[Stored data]
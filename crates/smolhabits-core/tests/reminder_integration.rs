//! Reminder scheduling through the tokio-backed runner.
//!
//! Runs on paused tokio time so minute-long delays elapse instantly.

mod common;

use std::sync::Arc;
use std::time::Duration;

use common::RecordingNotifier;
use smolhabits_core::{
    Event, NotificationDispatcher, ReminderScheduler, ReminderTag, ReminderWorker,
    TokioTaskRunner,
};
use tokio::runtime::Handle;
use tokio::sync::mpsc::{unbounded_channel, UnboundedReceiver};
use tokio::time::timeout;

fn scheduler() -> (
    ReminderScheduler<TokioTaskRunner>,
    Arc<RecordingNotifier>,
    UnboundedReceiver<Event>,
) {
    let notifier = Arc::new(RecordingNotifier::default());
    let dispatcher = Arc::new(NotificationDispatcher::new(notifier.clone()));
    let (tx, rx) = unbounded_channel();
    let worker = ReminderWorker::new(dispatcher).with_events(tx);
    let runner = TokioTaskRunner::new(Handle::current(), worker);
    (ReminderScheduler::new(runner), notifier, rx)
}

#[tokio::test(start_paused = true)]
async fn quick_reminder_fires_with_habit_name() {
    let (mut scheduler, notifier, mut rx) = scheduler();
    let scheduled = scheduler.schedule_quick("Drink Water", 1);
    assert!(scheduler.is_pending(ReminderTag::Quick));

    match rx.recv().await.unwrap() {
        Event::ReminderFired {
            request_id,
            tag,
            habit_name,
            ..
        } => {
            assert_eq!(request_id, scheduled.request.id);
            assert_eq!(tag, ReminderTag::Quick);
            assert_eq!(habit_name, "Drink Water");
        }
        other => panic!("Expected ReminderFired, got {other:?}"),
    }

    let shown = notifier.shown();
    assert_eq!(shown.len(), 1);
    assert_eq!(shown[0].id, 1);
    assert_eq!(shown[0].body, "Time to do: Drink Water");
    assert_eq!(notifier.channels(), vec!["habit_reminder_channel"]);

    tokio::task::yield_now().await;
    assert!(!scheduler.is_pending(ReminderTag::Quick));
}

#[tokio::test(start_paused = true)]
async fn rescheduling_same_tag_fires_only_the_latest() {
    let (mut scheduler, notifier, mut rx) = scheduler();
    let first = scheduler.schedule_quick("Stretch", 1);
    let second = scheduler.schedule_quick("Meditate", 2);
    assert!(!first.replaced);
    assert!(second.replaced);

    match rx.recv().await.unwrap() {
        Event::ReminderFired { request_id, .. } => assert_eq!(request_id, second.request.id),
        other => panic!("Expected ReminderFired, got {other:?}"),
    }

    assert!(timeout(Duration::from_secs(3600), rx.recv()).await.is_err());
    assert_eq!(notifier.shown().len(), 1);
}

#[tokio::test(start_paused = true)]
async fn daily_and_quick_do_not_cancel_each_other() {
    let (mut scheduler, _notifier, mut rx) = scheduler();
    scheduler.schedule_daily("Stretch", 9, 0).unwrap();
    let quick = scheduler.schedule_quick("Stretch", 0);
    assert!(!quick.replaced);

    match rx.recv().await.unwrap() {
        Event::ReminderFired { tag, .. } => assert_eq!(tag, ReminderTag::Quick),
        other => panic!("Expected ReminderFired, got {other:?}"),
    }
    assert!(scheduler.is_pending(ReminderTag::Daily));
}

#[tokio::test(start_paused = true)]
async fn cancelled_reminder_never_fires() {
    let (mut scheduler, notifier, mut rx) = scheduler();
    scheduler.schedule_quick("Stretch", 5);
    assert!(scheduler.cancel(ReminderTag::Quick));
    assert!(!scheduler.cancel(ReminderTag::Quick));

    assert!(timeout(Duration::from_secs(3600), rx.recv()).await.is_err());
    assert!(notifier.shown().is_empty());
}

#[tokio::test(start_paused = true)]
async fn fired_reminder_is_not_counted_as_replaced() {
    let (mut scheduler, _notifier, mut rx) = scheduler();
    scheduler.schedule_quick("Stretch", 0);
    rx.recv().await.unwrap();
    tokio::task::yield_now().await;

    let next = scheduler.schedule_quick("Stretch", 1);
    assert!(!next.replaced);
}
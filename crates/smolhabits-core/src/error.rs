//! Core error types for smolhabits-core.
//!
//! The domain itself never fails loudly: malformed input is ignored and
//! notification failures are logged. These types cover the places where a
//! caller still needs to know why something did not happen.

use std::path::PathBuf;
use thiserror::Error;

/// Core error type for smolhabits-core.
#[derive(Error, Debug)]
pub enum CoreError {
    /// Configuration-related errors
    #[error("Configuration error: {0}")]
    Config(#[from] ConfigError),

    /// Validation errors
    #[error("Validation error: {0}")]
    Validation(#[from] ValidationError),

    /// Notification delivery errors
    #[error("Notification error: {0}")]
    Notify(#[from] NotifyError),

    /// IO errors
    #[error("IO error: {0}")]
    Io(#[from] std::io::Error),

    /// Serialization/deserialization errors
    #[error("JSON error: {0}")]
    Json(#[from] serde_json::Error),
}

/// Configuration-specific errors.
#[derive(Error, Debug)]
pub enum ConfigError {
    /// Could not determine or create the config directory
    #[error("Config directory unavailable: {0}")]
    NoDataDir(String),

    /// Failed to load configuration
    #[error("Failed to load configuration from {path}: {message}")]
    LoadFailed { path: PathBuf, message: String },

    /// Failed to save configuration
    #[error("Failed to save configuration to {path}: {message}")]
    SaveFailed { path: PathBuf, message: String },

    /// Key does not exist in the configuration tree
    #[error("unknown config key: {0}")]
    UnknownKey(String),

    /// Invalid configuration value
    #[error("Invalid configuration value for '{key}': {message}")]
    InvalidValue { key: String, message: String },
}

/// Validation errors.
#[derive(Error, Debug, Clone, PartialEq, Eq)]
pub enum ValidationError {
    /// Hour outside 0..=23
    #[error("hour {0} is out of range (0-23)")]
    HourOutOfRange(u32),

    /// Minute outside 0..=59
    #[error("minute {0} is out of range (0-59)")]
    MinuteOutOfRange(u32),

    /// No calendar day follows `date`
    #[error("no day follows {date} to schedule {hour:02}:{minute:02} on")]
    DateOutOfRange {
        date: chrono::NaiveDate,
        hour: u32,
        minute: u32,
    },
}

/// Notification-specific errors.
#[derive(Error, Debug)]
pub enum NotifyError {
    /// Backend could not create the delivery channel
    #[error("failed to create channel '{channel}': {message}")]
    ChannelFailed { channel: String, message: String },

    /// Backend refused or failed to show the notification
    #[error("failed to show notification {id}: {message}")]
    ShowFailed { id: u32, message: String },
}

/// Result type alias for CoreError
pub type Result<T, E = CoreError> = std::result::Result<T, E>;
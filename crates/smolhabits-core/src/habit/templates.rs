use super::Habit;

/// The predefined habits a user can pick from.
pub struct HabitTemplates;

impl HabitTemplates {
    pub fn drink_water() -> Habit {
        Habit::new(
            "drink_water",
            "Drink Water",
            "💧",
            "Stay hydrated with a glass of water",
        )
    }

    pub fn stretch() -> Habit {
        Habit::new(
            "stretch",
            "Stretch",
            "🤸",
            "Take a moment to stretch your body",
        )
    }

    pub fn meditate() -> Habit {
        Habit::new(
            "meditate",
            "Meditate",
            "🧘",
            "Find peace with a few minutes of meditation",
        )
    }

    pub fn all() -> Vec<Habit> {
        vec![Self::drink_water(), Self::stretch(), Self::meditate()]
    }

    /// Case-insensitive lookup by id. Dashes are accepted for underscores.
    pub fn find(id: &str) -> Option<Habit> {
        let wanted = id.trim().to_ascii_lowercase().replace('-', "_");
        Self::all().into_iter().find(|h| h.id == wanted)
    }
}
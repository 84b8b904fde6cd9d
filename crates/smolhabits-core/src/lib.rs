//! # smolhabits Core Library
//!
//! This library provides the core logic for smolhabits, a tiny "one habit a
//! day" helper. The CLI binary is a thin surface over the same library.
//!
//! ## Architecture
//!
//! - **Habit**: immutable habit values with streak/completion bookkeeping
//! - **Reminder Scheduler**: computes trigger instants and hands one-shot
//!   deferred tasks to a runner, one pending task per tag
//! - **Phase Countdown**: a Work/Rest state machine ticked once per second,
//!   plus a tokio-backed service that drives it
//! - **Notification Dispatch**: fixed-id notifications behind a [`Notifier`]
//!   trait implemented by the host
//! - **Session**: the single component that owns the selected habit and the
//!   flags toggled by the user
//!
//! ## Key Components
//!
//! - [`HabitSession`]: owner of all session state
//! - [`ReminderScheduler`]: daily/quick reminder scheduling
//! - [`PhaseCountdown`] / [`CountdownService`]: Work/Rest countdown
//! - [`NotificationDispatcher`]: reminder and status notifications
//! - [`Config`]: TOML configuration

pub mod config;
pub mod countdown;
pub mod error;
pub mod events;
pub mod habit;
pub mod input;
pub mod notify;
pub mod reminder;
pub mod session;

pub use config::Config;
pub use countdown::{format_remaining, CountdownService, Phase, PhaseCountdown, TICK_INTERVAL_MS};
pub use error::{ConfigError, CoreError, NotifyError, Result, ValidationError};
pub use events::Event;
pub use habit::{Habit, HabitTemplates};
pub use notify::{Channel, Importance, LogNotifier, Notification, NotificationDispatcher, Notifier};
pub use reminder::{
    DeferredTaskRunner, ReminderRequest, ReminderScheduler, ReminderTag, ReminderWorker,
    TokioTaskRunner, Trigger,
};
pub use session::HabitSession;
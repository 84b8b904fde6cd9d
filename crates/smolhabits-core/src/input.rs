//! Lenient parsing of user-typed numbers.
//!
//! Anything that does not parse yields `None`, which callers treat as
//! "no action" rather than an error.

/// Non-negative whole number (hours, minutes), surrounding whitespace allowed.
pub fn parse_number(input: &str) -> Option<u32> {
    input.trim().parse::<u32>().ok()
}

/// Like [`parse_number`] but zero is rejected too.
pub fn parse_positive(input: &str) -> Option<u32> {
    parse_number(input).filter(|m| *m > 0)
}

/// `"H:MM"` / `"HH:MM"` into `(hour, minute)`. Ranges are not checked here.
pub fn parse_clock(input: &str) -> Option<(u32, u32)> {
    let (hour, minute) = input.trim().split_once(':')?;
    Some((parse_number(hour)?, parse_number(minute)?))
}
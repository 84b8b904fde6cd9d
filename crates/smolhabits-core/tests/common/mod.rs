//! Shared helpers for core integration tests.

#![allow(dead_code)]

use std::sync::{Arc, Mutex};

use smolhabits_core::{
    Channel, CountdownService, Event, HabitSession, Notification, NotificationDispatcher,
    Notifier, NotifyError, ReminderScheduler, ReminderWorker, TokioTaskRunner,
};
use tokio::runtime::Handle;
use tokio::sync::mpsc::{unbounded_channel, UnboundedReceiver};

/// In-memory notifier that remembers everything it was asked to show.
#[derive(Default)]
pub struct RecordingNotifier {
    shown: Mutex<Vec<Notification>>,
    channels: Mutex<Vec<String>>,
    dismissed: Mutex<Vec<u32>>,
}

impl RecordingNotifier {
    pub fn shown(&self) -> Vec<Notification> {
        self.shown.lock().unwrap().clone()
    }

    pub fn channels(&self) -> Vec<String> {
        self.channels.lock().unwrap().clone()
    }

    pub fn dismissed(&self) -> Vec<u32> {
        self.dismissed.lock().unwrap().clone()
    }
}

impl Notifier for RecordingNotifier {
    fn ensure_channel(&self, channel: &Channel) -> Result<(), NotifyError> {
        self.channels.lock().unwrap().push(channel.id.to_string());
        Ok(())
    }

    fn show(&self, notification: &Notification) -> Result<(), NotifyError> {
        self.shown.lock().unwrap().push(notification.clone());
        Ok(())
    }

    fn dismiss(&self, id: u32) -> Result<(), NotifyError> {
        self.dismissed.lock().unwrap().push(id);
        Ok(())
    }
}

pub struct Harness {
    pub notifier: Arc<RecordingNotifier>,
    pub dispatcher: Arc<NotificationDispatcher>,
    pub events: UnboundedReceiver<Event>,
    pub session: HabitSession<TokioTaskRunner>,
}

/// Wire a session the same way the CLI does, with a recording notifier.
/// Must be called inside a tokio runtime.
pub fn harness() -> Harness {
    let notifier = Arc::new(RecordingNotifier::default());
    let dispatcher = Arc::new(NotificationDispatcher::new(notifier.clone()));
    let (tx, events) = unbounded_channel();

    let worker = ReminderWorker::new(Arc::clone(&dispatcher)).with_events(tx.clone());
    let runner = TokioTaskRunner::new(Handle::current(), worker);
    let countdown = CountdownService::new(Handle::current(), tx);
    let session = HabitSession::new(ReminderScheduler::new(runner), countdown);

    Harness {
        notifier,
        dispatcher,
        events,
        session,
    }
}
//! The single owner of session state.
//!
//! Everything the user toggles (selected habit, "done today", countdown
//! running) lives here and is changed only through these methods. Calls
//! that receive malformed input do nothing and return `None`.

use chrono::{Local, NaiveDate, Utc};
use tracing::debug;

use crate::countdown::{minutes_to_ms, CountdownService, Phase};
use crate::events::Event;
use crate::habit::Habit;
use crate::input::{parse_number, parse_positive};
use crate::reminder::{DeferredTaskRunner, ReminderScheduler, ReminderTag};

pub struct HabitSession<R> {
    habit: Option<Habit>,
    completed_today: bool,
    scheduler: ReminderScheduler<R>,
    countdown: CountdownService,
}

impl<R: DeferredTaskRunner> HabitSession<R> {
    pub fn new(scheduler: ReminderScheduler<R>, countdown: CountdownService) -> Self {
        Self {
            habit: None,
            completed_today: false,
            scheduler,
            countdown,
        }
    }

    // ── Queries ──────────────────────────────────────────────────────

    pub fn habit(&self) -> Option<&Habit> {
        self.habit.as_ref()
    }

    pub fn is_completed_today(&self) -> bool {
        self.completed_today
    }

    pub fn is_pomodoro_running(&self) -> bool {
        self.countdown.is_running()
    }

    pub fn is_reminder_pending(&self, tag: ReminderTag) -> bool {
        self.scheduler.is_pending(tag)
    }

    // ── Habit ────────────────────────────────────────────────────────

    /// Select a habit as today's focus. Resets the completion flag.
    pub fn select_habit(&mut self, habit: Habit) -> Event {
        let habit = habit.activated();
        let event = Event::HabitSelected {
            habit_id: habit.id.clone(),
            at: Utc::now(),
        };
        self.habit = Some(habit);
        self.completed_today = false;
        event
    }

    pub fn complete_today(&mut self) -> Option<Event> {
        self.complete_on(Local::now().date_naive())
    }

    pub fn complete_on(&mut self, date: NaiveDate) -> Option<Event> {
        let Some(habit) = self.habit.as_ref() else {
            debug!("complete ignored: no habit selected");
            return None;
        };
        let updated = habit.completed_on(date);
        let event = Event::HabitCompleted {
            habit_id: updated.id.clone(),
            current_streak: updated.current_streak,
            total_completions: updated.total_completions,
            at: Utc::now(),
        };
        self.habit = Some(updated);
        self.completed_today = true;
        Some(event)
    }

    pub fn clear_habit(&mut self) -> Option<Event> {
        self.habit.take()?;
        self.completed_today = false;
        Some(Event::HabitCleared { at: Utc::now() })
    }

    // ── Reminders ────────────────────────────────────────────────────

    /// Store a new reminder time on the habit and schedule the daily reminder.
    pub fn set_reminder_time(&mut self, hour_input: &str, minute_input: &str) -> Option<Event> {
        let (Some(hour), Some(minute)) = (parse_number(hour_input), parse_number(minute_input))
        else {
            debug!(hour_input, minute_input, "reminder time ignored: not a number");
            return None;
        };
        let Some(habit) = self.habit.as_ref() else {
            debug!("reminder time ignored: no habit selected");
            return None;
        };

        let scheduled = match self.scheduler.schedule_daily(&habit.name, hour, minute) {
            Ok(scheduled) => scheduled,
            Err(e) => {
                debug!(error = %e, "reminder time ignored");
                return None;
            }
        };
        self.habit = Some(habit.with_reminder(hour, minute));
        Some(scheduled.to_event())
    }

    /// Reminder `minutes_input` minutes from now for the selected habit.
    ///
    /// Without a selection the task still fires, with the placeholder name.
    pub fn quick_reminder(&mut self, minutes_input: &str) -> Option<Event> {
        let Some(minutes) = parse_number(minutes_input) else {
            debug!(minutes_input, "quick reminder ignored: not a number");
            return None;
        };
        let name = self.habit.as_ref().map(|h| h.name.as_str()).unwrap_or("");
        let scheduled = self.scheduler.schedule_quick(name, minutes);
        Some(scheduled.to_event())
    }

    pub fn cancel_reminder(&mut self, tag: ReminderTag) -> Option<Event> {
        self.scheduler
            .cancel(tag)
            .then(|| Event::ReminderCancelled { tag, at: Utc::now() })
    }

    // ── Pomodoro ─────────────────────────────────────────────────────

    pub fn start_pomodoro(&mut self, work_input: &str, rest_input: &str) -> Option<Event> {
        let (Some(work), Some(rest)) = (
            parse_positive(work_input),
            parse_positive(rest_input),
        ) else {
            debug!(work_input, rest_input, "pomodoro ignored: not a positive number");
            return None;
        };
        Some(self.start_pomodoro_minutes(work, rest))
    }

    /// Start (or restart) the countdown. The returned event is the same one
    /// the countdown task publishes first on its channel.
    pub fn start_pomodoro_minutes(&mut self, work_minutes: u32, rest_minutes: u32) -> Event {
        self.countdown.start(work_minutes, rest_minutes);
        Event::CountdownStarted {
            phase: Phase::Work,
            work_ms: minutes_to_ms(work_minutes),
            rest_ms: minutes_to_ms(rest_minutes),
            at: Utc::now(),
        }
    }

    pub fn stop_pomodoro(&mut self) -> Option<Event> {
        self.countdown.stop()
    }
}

• [WORK ITEM]
If a line contains the string "scheduled", it counts toward the total; state that total for the records above and nothing more.

• [WRITTEN ANSWER]
7